First off, I love what it does to the game. The fact that you get negative status for every claim you take means that you get into more trouble as your reach expands, which is fun! The hefty faction status penalty also means there is meat in the status management minigame. You can choose to take claims from a variety of factions, making many enemies but avoiding the mechanical penalties of war, or picking a single enemy to bleed dry, but then having to deal with being at war and your targets preparing specifically for you. I love that stuff to bits.

But I think the status penalty being so hefty in practise means that the GM needs to narrow the space of possibilities of how you get a Claim to such actions that will produce a -2 status change. Which basically turns out to mean “eliminate all opposition at location X.”

This in turn means that engaging the Claims system overrides crew playbooks stylistically to a degree – whether you’re Hawkers or Thieves or a Cult, you’re now doing gang-on-gang violence.

Which is fun, but I’d like for stuff like infiltrating the leadership of the gang, or negotiating for a cut, and etcetera to be more viable options to getting claims. But that likely means less of a status hit (or if it’s still the full penalty for this sort of stuff, there’s a bit of an incongruity on what status actually means), and that might take the teeth out of the claims system.

How does your group tend to get new claims? Is my experience of the rules in play off-base here, perhaps? If you’re already doing non-gang violence ways of getting new claims, how did that work out?

8 thoughts on “Lets talk about the Claims system.”

  1. In my current game our crew of Shadows found a luxury fence that had a shipment incoming they were trying to move. What we did was covertly stole the shipment without our identities being revealed then approached the fence and offered to be his new business associates in the face of the failure of the last people he was working with. We even offered to steal some back what was lost from him!

    In an old breaker crew I played a Slide, and we found a brothel to use as a cover operation and I went in and half sweet talked half seduced the madam into letting us be her new protection racket.

  2. First session my group posed as fake building inspectors and deceived the group into thinking all the buildings were unsafe – thus gaining the turf. (they also rolled really well). (They posed as the Fire Brigade(?), faction name alludes me. Started a clock for when they’d be pissed off about it)

    Eventually through entanglements they wanted (and got) the turf back, but no violence was done at all.

    I also remember a while ago seeing something about Claims as LTPs, which I allowed for a Luxury Fence – though I didn’t add many faction strings to that one… possibly an oversight on my part.

  3. If the crew is part of a larger organization they could just be given a claim or two (with big strings attached).
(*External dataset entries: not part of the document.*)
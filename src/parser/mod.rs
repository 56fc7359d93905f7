//! Access-log parsing subsystem.
//!
//! # Data Flow
//! ```text
//! POST /logs/{app} body (one raw line)
//!     → access_log.rs (independent pattern per field)
//!     → observation.rs (structured record, raw text retained)
//!     → store
//! ```

pub mod access_log;
pub mod observation;

pub use access_log::{parse_zone, zone_from_env, AccessLogParser};
pub use observation::Observation;
//! Configuration schema definitions.
//!
//! This module defines the complete configuration structure for the collector
//! and the reporting agent. All types derive Serde traits for deserialization
//! from config files.

use serde::{Deserialize, Serialize};

/// Root configuration.
#[derive(Debug, Clone, Deserialize, Serialize, Default)]
#[serde(default)]
pub struct MondConfig {
    /// Listener configuration (bind address, body limit).
    pub listener: ListenerConfig,

    /// Persistence settings.
    pub store: StoreConfig,

    /// Optional Basic Auth for dashboard routes.
    pub auth: AuthConfig,

    /// Access-log parser settings.
    pub parser: ParserConfig,

    /// Timeout configuration.
    pub timeouts: TimeoutConfig,

    /// Observability settings.
    pub observability: ObservabilityConfig,

    /// Reporting agent settings.
    pub agent: AgentConfig,
}

/// Listener configuration.
#[derive(Debug, Clone, Deserialize, Serialize)]
#[serde(default)]
pub struct ListenerConfig {
    /// Bind address (e.g., "0.0.0.0:5000").
    pub bind_address: String,

    /// Maximum request body size in bytes.
    pub max_body_size: usize,
}

impl Default for ListenerConfig {
    fn default() -> Self {
        Self {
            bind_address: "0.0.0.0:5000".to_string(),
            max_body_size: 64 * 1024,
        }
    }
}

/// Persistence configuration.
#[derive(Debug, Clone, Deserialize, Serialize)]
#[serde(default)]
pub struct StoreConfig {
    /// Path of the JSON apps database.
    pub path: String,
}

impl Default for StoreConfig {
    fn default() -> Self {
        Self {
            path: "apps.db.json".to_string(),
        }
    }
}

/// Basic Auth credentials. Both or neither must be set.
#[derive(Debug, Clone, Deserialize, Serialize, Default)]
#[serde(default)]
pub struct AuthConfig {
    pub username: Option<String>,
    pub password: Option<String>,
}

impl AuthConfig {
    /// Credentials, when both parts are configured.
    pub fn credentials(&self) -> Option<(String, String)> {
        match (&self.username, &self.password) {
            (Some(user), Some(password)) => Some((user.clone(), password.clone())),
            _ => None,
        }
    }
}

/// Access-log parser configuration.
#[derive(Debug, Clone, Deserialize, Serialize, Default)]
#[serde(default)]
pub struct ParserConfig {
    /// IANA zone for timestamps without a usable offset (falls back to `TZ`).
    pub time_zone: Option<String>,
}

/// Timeout configuration.
#[derive(Debug, Clone, Deserialize, Serialize)]
#[serde(default)]
pub struct TimeoutConfig {
    /// Request timeout (total time for request/response) in seconds.
    pub request_secs: u64,
}

impl Default for TimeoutConfig {
    fn default() -> Self {
        Self { request_secs: 30 }
    }
}

/// Observability configuration.
#[derive(Debug, Clone, Deserialize, Serialize)]
#[serde(default)]
pub struct ObservabilityConfig {
    /// Log level (trace, debug, info, warn, error).
    pub log_level: String,

    /// Log format (pretty, compact, json).
    pub log_format: String,

    /// Enable metrics endpoint.
    pub metrics_enabled: bool,

    /// Metrics endpoint bind address.
    pub metrics_address: String,
}

impl Default for ObservabilityConfig {
    fn default() -> Self {
        Self {
            log_level: "info".to_string(),
            log_format: "pretty".to_string(),
            metrics_enabled: false,
            metrics_address: "0.0.0.0:9090".to_string(),
        }
    }
}

/// Reporting agent configuration.
#[derive(Debug, Clone, Deserialize, Serialize)]
#[serde(default)]
pub struct AgentConfig {
    /// Collector base URL.
    pub report_url: String,

    /// Application name reported under.
    pub app_name: String,

    /// URLs probed every interval.
    pub targets: Vec<String>,

    /// Probe interval in seconds.
    pub interval_secs: u64,

    /// Per-target probe timeout in seconds (0 disables).
    pub probe_timeout_secs: u64,

    /// Command whose stdout is shipped as raw log lines.
    pub command: Option<String>,
}

impl Default for AgentConfig {
    fn default() -> Self {
        Self {
            report_url: "http://localhost:5000".to_string(),
            app_name: "test".to_string(),
            targets: Vec::new(),
            interval_secs: 5,
            probe_timeout_secs: 10,
            command: None,
        }
    }
}
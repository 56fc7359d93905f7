//! Route handlers for the collector API.
//!
//! Application names are lower-cased here before they reach the store.
//! Store writes run on the blocking pool.

use axum::{
    body::Bytes,
    extract::{Path, State},
    http::{header, HeaderMap, StatusCode},
    response::{IntoResponse, Response},
    Json,
};

use crate::health::HealthStatus;
use crate::http::request::request_id;
use crate::http::response::ApiError;
use crate::http::server::AppState;
use crate::parser::Observation;

fn normalize(app: &str) -> String {
    app.to_lowercase()
}

/// `POST /logs/{app}`: parse one raw access-log line and append it.
pub async fn ingest_log(
    State(state): State<AppState>,
    Path(app): Path<String>,
    headers: HeaderMap,
    body: Bytes,
) -> Result<StatusCode, ApiError> {
    let app = normalize(&app);
    let raw = String::from_utf8(body.to_vec())
        .map_err(|_| ApiError::BadRequest("log line is not valid UTF-8".into()))?;

    let observation = state.parser.parse(&raw);
    tracing::debug!(
        request_id = %request_id(&headers),
        app = %app,
        analysed = observation.is_analysed(),
        "Recording access log"
    );
    state.store.record_access_log_async(app, observation).await?;
    Ok(StatusCode::ACCEPTED)
}

/// `GET /logs/{app}`: parsed observations in arrival order.
pub async fn list_logs(State(state): State<AppState>, Path(app): Path<String>) -> Response {
    let logs = state.store.access_logs(&normalize(&app));
    let status = if logs.is_empty() { StatusCode::NOT_FOUND } else { StatusCode::OK };
    (status, Json(logs)).into_response()
}

/// `GET /rawlogs/{app}`: the raw lines, newline separated.
pub async fn raw_logs(State(state): State<AppState>, Path(app): Path<String>) -> Response {
    let logs = state.store.access_logs(&normalize(&app));
    let body = logs
        .iter()
        .map(Observation::raw_text)
        .collect::<Vec<_>>()
        .join("\n");
    ([(header::CONTENT_TYPE, "text/plain; charset=utf-8")], body).into_response()
}

/// `POST /health/{app}`: overwrite the application's health.
pub async fn report_health(
    State(state): State<AppState>,
    Path(app): Path<String>,
    headers: HeaderMap,
    body: Bytes,
) -> Result<StatusCode, ApiError> {
    let app = normalize(&app);
    let status: HealthStatus = serde_json::from_slice(&body)
        .map_err(|e| ApiError::BadRequest(format!("malformed health report: {e}")))?;

    tracing::debug!(
        request_id = %request_id(&headers),
        app = %app,
        status = %status.state,
        "Recording health"
    );
    state.store.record_health_async(app, status).await?;
    Ok(StatusCode::ACCEPTED)
}

/// `GET /health/{app}`: last reported health, UNHEALTHY when never reported.
pub async fn get_health(State(state): State<AppState>, Path(app): Path<String>) -> Json<HealthStatus> {
    Json(state.store.health(&normalize(&app)))
}

/// `GET /`: registered application names.
pub async fn list_apps(State(state): State<AppState>) -> Response {
    let names = state.store.app_names();
    let status = if names.is_empty() { StatusCode::NOT_FOUND } else { StatusCode::OK };
    (status, Json(names)).into_response()
}

/// `GET /apps`: the full registry.
pub async fn dump_apps(State(state): State<AppState>) -> Response {
    let apps = state.store.apps();
    let status = if apps.is_empty() { StatusCode::NOT_FOUND } else { StatusCode::OK };
    (status, Json(apps)).into_response()
}

/// `GET /analytics/{app}`: per-day counts and forwarded-IP statistics.
pub async fn app_analytics(
    State(state): State<AppState>,
    Path(app): Path<String>,
) -> Result<Response, ApiError> {
    let app = normalize(&app);
    let record = state.store.app(&app).ok_or(ApiError::UnknownApp(app))?;
    Ok(Json(record.analytics(state.parser.zone())).into_response())
}
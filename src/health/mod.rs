//! Health checking subsystem.
//!
//! # Data Flow
//! ```text
//! Agent ticker (agent/ticker.rs):
//!     Periodic timer
//!     → dispatch.rs (one probe task per target)
//!     → probe.rs (HEAD request, classify)
//!     → map target → HealthStatus
//!     → agent/report.rs (POST /health/{app})
//!
//! Collector:
//!     POST /health/{app}
//!     → status.rs (decode)
//!     → store (last write wins)
//! ```
//!
//! # Design Decisions
//! - Probe failures are observations, never errors
//! - Probe rounds are a barrier: all targets complete before reporting
//! - Health state is per-application on the collector side

pub mod dispatch;
pub mod probe;
pub mod status;

pub use dispatch::check_all;
pub use probe::{check_website, website_probe};
pub use status::{HealthStatus, STATUS_DOWN, STATUS_UP};
//! In-memory application registry.
//!
//! # Responsibilities
//! - Hold every application record (health + observation history)
//! - Upsert on append-observation and set-health
//! - Encode/decode the persisted JSON array
//!
//! # Design Decisions
//! - Lookup is a linear scan; registries hold a handful of applications
//! - Records keep insertion order, which is also the order app names are listed in
//! - Names are stored as given; case normalization happens at the HTTP boundary

use serde::{Deserialize, Serialize};

use crate::health::HealthStatus;
use crate::parser::Observation;

/// One application with its latest health and full observation history.
#[derive(Debug, Clone, PartialEq, Eq, Serialize, Deserialize)]
pub struct AppRecord {
    #[serde(rename = "app")]
    pub name: String,

    #[serde(default)]
    pub health: HealthStatus,

    /// Observations in arrival order.
    #[serde(default, rename = "logs")]
    pub observations: Vec<Observation>,
}

impl AppRecord {
    pub fn new(name: impl Into<String>) -> Self {
        Self {
            name: name.into(),
            health: HealthStatus::default(),
            observations: Vec::new(),
        }
    }
}

/// Every known application, persisted as a single JSON array.
#[derive(Debug, Clone, Default, PartialEq, Eq, Serialize, Deserialize)]
#[serde(transparent)]
pub struct Registry {
    apps: Vec<AppRecord>,
}

impl Registry {
    pub fn new() -> Self {
        Self::default()
    }

    /// Decode a registry from its persisted form.
    pub fn from_slice(bytes: &[u8]) -> Result<Self, serde_json::Error> {
        serde_json::from_slice(bytes)
    }

    /// Encode the registry to its persisted form (newline terminated).
    pub fn to_bytes(&self) -> Result<Vec<u8>, serde_json::Error> {
        let mut bytes = serde_json::to_vec(self)?;
        bytes.push(b'\n');
        Ok(bytes)
    }

    pub fn find(&self, name: &str) -> Option<&AppRecord> {
        self.apps.iter().find(|app| app.name == name)
    }

    /// Append an observation, creating the record if absent.
    pub fn append_observation(&mut self, name: &str, observation: Observation) {
        self.upsert(name).observations.push(observation);
    }

    /// Overwrite an application's health, creating the record if absent.
    pub fn set_health(&mut self, name: &str, status: HealthStatus) {
        self.upsert(name).health = status;
    }

    pub fn names(&self) -> Vec<String> {
        self.apps.iter().map(|app| app.name.clone()).collect()
    }

    pub fn apps(&self) -> &[AppRecord] {
        &self.apps
    }

    pub fn len(&self) -> usize {
        self.apps.len()
    }

    pub fn is_empty(&self) -> bool {
        self.apps.is_empty()
    }

    fn upsert(&mut self, name: &str) -> &mut AppRecord {
        let index = match self.apps.iter().position(|app| app.name == name) {
            Some(index) => index,
            None => {
                self.apps.push(AppRecord::new(name));
                self.apps.len() - 1
            }
        };
        &mut self.apps[index]
    }
}

#[cfg(test)]
mod tests {
    use super::*;

    #[test]
    fn test_decode_without_health() {
        let registry = Registry::from_slice(
            br#"[
                {"app":"App1","logs":[
                    {"timestamp":0,"ip":"","path":"","remoteIp":"","status":"","raw":"Test1"},
                    {"timestamp":0,"ip":"","path":"","remoteIp":"","status":"","raw":"Test2"}
                ]},
                {"app":"App2","health":{"status":"UP","timestamp":3}}
            ]"#,
        )
        .unwrap();

        assert_eq!(registry.names(), vec!["App1", "App2"]);
        let app1 = registry.find("App1").unwrap();
        assert_eq!(app1.health, HealthStatus::default());
        assert_eq!(app1.observations[1].raw_text(), "Test2");
        assert!(registry.find("App2").unwrap().observations.is_empty());
    }

    #[test]
    fn test_round_trip_preserves_order() {
        let mut registry = Registry::new();
        for i in 0..5 {
            registry.append_observation("a", Observation::from_raw(format!("line {i}")));
        }
        registry.set_health("b", HealthStatus::new("503 Service Unavailable", 9));
        registry.append_observation("b", Observation::from_raw("only"));

        let decoded = Registry::from_slice(&registry.to_bytes().unwrap()).unwrap();

        assert_eq!(decoded, registry);
        let raws: Vec<_> = decoded
            .find("a")
            .unwrap()
            .observations
            .iter()
            .map(|o| o.raw_text().to_string())
            .collect();
        assert_eq!(raws, ["line 0", "line 1", "line 2", "line 3", "line 4"]);
    }

    #[test]
    fn test_upsert_keeps_single_record() {
        let mut registry = Registry::new();
        registry.set_health("x", HealthStatus::healthy());
        registry.append_observation("x", Observation::from_raw("l"));
        registry.set_health("x", HealthStatus::unhealthy());

        assert_eq!(registry.len(), 1);
        let x = registry.find("x").unwrap();
        assert_eq!(x.health, HealthStatus::unhealthy());
        assert_eq!(x.observations.len(), 1);
    }

    #[test]
    fn test_names_are_case_sensitive() {
        let mut registry = Registry::new();
        registry.append_observation("App", Observation::from_raw("1"));
        registry.append_observation("app", Observation::from_raw("2"));
        assert_eq!(registry.len(), 2);
    }

    #[test]
    fn test_rejects_non_array() {
        assert!(Registry::from_slice(br#"{"app":"x"}"#).is_err());
        assert!(Registry::from_slice(b"not json").is_err());
    }
}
For some claims, you might be able to blame the score on someone else, although this sounds pretty hard. A troublesome or low-value claim might be worth less status penalty; maybe the crew undermined the claim using a long-term plan.

  4. This does raise an interesting idea of “How many claims do factions usually have?” Is there some rule of thumb for scale to claims when you combine like “Tier 2 Weak has 2-4 claims” but a “Tier 1 Firm has 3-5 claims” type thing? Similar to the gang size stuff I guess.

  5. I kinda play fast and loose with the faction status effects from Claims, matching it to what happens in game. In one of the games I’m running, the crew did a two-score tandem event to take over a Turf claim, and pulled it off in such a way that the original owners didn’t know that the PCs were the ones who got them kicked out(though they can figure out that the PCs are there now, and they might backtrack evidence to put the pieces together later…). I didn’t give them a faction status hit for this. In another game, though, the PCs outright attacked a Claim held by another faction(after convincing the other gang they’d hired for protection to buzz off) and murdered everyone. They got a faction status hit. 😛

  6. I ran a game where the PCs and another faction (Dockworkers Union) ended up sort of sharing a claim.

    The PCs cult infiltrated the Crow’s Foot union house and hypnotized/recruited/blackmailed the leaders to the point where it was their Turf and the majority of union members were also cult members.

    That said, they never kicked the union out of the building and union business went on more or less as usual (with a little bit of fraud and skimming off the top to fund the cult).

    The faction penalty represented the friction between the union leadership and the PCs/local branch, but they were mostly on good terms with the union members.

    All in all, a weird and complex situation with a lot of twisting loyalties. Good times.

  7. My cult has basically been doing sort of what you are suggesting. They’ve gotten two claims under the condition of limited or equal usage. Their offeratory (+2 coin when doing an occult plan) was gained by borrowing a printing press from the Lamp blacks, saying that they will use it in exchange for info on the red sashes. They’ve also negotiated deals on claims for 50% ownership after a war.